"Ponham algo de si na psicanálise,
não se identifiquem comigo.
Tenham seu estilo próprio,
pois eu tenho o meu."
Jacques Lacan
Theodor Reik, amigo de Sigmund Freud, foi acusado de charlatanismo por exercer a psicanálise sem ter diploma de medicina. Freud publicou então “A Questão da Análise Leiga”, no qual defende que qualquer pessoa que tenha feito uma formação psicanalítica, e tenha sido submetida a uma análise própria, é apto para exercer a psicanálise.
Na carta a Pfister, Freud acrescentou ainda: “Não sei se o senhor adivinhou a ligação secreta entre “A Questão da Análise Leiga” e “O Futuro de uma Ilusão” (obra em que Freud descreve a religião como a neurose obsessiva universal da humanidade). Na primeira, quero proteger a psicanálise dos médicos; na segunda, dos sacerdotes. Quero entregá-la a uma categoria de curas de alma seculares, que não necessitam ser médicos e não podem ser sacerdotes.”
Antonio Quinet ressalta que ensino da psicanálise deve ser pensado a partir da posição de sujeito dividido. Assim como o “analisante” que elabora o saber inconsciente em sua própria análise, o “ensinante” é um trabalhador cuja construção de saber é ordenada por aquilo que não sabe, mas interroga.

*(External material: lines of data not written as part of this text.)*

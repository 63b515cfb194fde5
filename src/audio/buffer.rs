//! Bounded queue of decoded PCM frames awaiting playback
//!
//! The network side pushes without ever blocking; when playback falls
//! behind the newest frame is dropped and counted as an overflow.

use bytes::Bytes;
use crossbeam_channel::{bounded, Receiver, RecvTimeoutError, Sender, TrySendError};
use std::sync::atomic::{AtomicUsize, Ordering};
use std::sync::Arc;
use std::time::Duration;

/// FIFO of PCM frames shared by the receive path and the playback thread
pub struct FrameQueue {
    tx: Sender<Bytes>,
    rx: Receiver<Bytes>,
    capacity: usize,
    pushed_count: AtomicUsize,
    overflow_count: AtomicUsize,
}

impl FrameQueue {
    /// Create a queue holding at most `capacity` frames
    pub fn new(capacity: usize) -> Self {
        let capacity = capacity.max(1);
        let (tx, rx) = bounded(capacity);
        Self {
            tx,
            rx,
            capacity,
            pushed_count: AtomicUsize::new(0),
            overflow_count: AtomicUsize::new(0),
        }
    }

    /// Enqueue a frame.
    /// Returns false if the queue is full (overflow)
    pub fn push(&self, frame: Bytes) -> bool {
        match self.tx.try_send(frame) {
            Ok(()) => {
                self.pushed_count.fetch_add(1, Ordering::Relaxed);
                true
            }
            Err(TrySendError::Full(_)) | Err(TrySendError::Disconnected(_)) => {
                self.overflow_count.fetch_add(1, Ordering::Relaxed);
                false
            }
        }
    }

    /// Wait up to `timeout` for the oldest frame
    pub fn pop_timeout(&self, timeout: Duration) -> Option<Bytes> {
        match self.rx.recv_timeout(timeout) {
            Ok(frame) => Some(frame),
            Err(RecvTimeoutError::Timeout) | Err(RecvTimeoutError::Disconnected) => None,
        }
    }

    /// Drop everything still queued
    pub fn clear(&self) {
        while self.rx.try_recv().is_ok() {}
    }

    pub fn len(&self) -> usize {
        self.rx.len()
    }

    pub fn is_empty(&self) -> bool {
        self.rx.is_empty()
    }

    pub fn capacity(&self) -> usize {
        self.capacity
    }

    pub fn pushed_count(&self) -> usize {
        self.pushed_count.load(Ordering::Relaxed)
    }

    pub fn overflow_count(&self) -> usize {
        self.overflow_count.load(Ordering::Relaxed)
    }

    /// Get fill level as a fraction of capacity
    pub fn fill_level(&self) -> f32 {
        self.len() as f32 / self.capacity as f32
    }
}

/// Thread-safe handle to a frame queue
pub type SharedFrameQueue = Arc<FrameQueue>;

Portanto, na psicanálise não há um saber prévio a ser aplicado em todos os casos, é sempre um a um. Tampouco se transmite o ato psicanalítico, pois este é sempre uma criação particular, é impossível de ser generalizado e é muito mais vinculado à ética do que a técnica.
Como Jacques Lacan, em relação a transmissão da psicanálise, não acredito que ela possa ser ensinada apenas em um estudo sistemático, mas numa vivência clínica e multicultural, tão complexa quanto ser humano é. Não somos nossos comportamentos. Somos infinitamente mais que isso.
A maioria dos psicanalistas tornou-se conservadora por diversas razões. Os lacanianos não deveriam sê-lo, já que Lacan relançou o pensamento da rebelião, da contestação. A Internacional Freudiana tornou-se conservadora porque caiu na repetição do dogma.
“Eles não se renovaram, tornaram-se um movimento dogmático, centrado sobre a clínica e não sobre a reflexão a respeito da sociedade e do indivíduo. Além disso, cometeram o erro de dialogar demais com as ciências duras, ao crer que o debate sobre o cérebro e os neurônios era essencial”, descreve o pensamento da psicanalista Elizabeth Roudinesco.
Os psicanalistas brasileiros são ecléticos. Com isso se formou uma psicanálise pegando um pouquinho de Freud, um cadinho de Lacan, uma pitada de Jung, e por aí foi. Isso funciona porque questiona o dogmatismo. A desconstrução dogmática traz um novo olhar sobre a clínica.
O que está em jogo na análise por parte do analista é a capacidade em sustentar um lugar, algo que não é aprendido, mas impulsionado, se não pelo clássico tripé da formação do analista: a análise pessoal do aspirante a terapeuta, o ensino teórico e a supervisão clínica, aquilo que realmente importa: a psicanálise.